RE: Empfang der Verlobten
Ich fühlte mich, als würde der Boden unter mir schwanken. Leanders Vater schien mich mit seinen ungeduldigen Worten und dem grummelnden Ton geradezu durchzuschütteln. Dann überkam mich auch noch der Ekel, als sein heftiger Husten einen graugelben Schleim hervorbrachte, den er in ein Tuch wischte, das ihm eine Sklavin gereicht hatte. Dieser körperliche Verfall, den er so trotzig zur Schau trug, gemischt mit seiner Verwirrung über die Realität, berührte mich auf eine Weise, die ich nicht hatte voraussehen können.
Ich bemühte mich, meine Fassung zu bewahren, doch mein Lächeln wurde etwas unsicherer, als er mich mit einem kritischen Blick musterte und von meiner angeblichen Dünne sprach. Fast automatisch verschränkte ich die Arme vor meinem Körper, als könnte das seine Einschätzung irgendwie mildern.
Er machte auch mir gegenüber wirklich kein Geheimnis daraus, dass er keinen Besuch mochte. Ich musste mir eingestehen, dass ich mich wohl noch besser auf seine ruppige Art einstellen müsste. Doch nun mischte sich neben dem Ekel eine Spur von Mitleid in mein Empfinden. Er sprach von seiner Frau, als wäre sie nur einen Raum weiter. Auch Leander kam nicht ungeschoren davon. Doch bei seinem leicht hämischen Lachen konnte ich auch ein leises Kichern nicht ganz unterdrücken.

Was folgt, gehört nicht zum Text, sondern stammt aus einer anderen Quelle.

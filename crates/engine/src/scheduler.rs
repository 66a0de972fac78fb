//! Sequence scheduler — materializes a lead's drip sequence from a template.
//!
//! Starting a sequence resolves the template, renders each step against the
//! lead's contact fields, computes concrete send times anchored on the
//! lead's creation timestamp, and persists the batch while claiming the
//! lead's active-sequence slot. "Already active" and "no contact address"
//! are expected business conditions returned as structured results, never
//! errors.

use std::sync::Arc;

use chrono::{Duration, Utc};
use tracing::info;
use uuid::Uuid;

use cadence_core::activity::{make_entry, system_actor, ActivitySink};
use cadence_core::error::{CadenceError, CadenceResult};
use cadence_core::types::{
    Lead, ScheduledStep, SequenceStartOutcome, SequenceStartResult, StepStatus,
};

use crate::renderer::{render, RenderContext};
use crate::store::SequenceStore;
use crate::templates::TemplateCatalog;

/// Steps whose computed send time has already passed are pushed forward by
/// this much — a step is never scheduled in the past.
const CLAMP_FORWARD_DAYS: i64 = 1;

pub struct SequenceScheduler {
    store: Arc<SequenceStore>,
    catalog: TemplateCatalog,
    activity: Arc<dyn ActivitySink>,
}

impl SequenceScheduler {
    pub fn new(store: Arc<SequenceStore>, activity: Arc<dyn ActivitySink>) -> Self {
        let catalog = TemplateCatalog::new(store.clone());
        Self {
            store,
            catalog,
            activity,
        }
    }

    /// Start a drip sequence for a lead.
    ///
    /// The lead must resolve under the tenant (`NotFound` otherwise). A lead
    /// with an active sequence yields `already_active`; one without a
    /// contact address yields `no_contact`; both with zero steps created.
    /// Otherwise one pending step per template step is persisted as a single
    /// batch and an activity entry is recorded.
    pub fn start_sequence(
        &self,
        tenant_id: Uuid,
        lead_id: Uuid,
        template_id: Option<Uuid>,
    ) -> CadenceResult<SequenceStartResult> {
        let lead = self
            .store
            .get_lead(tenant_id, lead_id)
            .ok_or_else(|| CadenceError::NotFound(format!("Lead {lead_id}")))?;

        if !lead.has_contact_address() {
            return Ok(SequenceStartResult {
                outcome: SequenceStartOutcome::NoContact,
                success: false,
                message: "Lead has no email address; no emails scheduled".to_string(),
                template_id: None,
                template_name: None,
                steps_created: 0,
                first_send_at: None,
            });
        }

        // Cheap fast path; the batch insert below is the authoritative
        // race-safe check.
        if let Some(existing) = self.store.active_sequence(lead_id) {
            return Ok(Self::already_active(existing));
        }

        let template = self.catalog.resolve(tenant_id, template_id)?;
        let ctx = RenderContext::from_lead(&lead);
        let now = Utc::now();

        let steps: Vec<ScheduledStep> = template
            .steps
            .iter()
            .map(|step| {
                let mut scheduled_send_at = lead.created_at + Duration::days(step.delay_days);
                if scheduled_send_at < now {
                    scheduled_send_at = now + Duration::days(CLAMP_FORWARD_DAYS);
                }
                ScheduledStep {
                    id: Uuid::new_v4(),
                    template_id: template.id,
                    lead_id,
                    step_number: step.step_number,
                    subject: render(&step.subject, &ctx),
                    body: render(&step.body, &ctx),
                    delay_days: step.delay_days,
                    scheduled_send_at,
                    sent_at: None,
                    status: StepStatus::Pending,
                    opened_at: None,
                    clicked_at: None,
                    open_count: 0,
                    click_count: 0,
                }
            })
            .collect();

        let steps_created = steps.len() as u32;
        let first_send_at = steps.iter().map(|s| s.scheduled_send_at).min();

        if let Err(conflict) = self.store.insert_step_batch(lead_id, template.id, steps) {
            return Ok(Self::already_active(conflict.existing_template));
        }

        let actor = resolve_actor(&lead);
        self.activity.record(make_entry(
            tenant_id,
            lead_id,
            actor,
            "Email Sequence Started",
            format!("{steps_created} emails scheduled"),
        ));

        metrics::counter!("sequence.started").increment(1);
        metrics::counter!("sequence.steps_scheduled").increment(steps_created as u64);
        info!(
            lead_id = %lead_id,
            template_id = %template.id,
            steps = steps_created,
            "Sequence started"
        );

        Ok(SequenceStartResult {
            outcome: SequenceStartOutcome::Started,
            success: true,
            message: format!(
                "Sequence '{}' started: {} emails scheduled",
                template.name, steps_created
            ),
            template_id: Some(template.id),
            template_name: Some(template.name),
            steps_created,
            first_send_at,
        })
    }

    /// Administrative cancel: mark the lead's remaining pending steps
    /// `failed` and release its active-sequence slot so a new sequence may
    /// start later. Returns the number of steps failed.
    pub fn fail_sequence(&self, tenant_id: Uuid, lead_id: Uuid) -> CadenceResult<u32> {
        let lead = self
            .store
            .get_lead(tenant_id, lead_id)
            .ok_or_else(|| CadenceError::NotFound(format!("Lead {lead_id}")))?;

        let mut failed = 0u32;
        for step in self.store.steps_for_lead(lead_id) {
            if step.status == StepStatus::Pending
                && self
                    .store
                    .with_step_mut(step.id, |s| s.status = StepStatus::Failed)
                    .is_some()
            {
                failed += 1;
            }
        }
        self.store.clear_active_sequence(lead_id);

        self.activity.record(make_entry(
            tenant_id,
            lead_id,
            resolve_actor(&lead),
            "Email Sequence Cancelled",
            format!("{failed} pending emails marked failed"),
        ));
        info!(lead_id = %lead_id, failed, "Sequence cancelled");
        Ok(failed)
    }

    fn already_active(existing_template: Uuid) -> SequenceStartResult {
        SequenceStartResult {
            outcome: SequenceStartOutcome::AlreadyActive,
            success: false,
            message: "Lead already has an active sequence".to_string(),
            template_id: Some(existing_template),
            template_name: None,
            steps_created: 0,
            first_send_at: None,
        }
    }
}

/// Resolve the actor an activity entry is attributed to: the lead's owner,
/// else its creator, else the fixed system actor. Callers depend on
/// activity entries always carrying a valid actor, so the chain must not
/// collapse into a single nullable field.
fn resolve_actor(lead: &Lead) -> Uuid {
    lead.owner_id
        .or(lead.created_by)
        .unwrap_or_else(system_actor)
}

Immerhin schien er Humor zu besitzen, wenn auch in einer Form, die für mich noch gewöhnungsbedürftig war.
"Ich verstehe" sagte ich mit einem schüchternen Lächeln. "Ich verspreche, dass ich mich nicht allzu oft hier blicken lassen werde, werter Plautius Seneca. Aber vielleicht…" Ich suchte nach den richtigen Worten und sah dabei kurz zu Leander, "vielleicht könnte es dir ja irgendwann gefallen, wenn ich ein wenig Zeit mit dir verbringe. Vielleicht bei einem Becher verdünnten Wein?" Ich hoffte, dass die Aussicht auf eine kleine Geste der Höflichkeit ihm ein wenig gefallen könnte.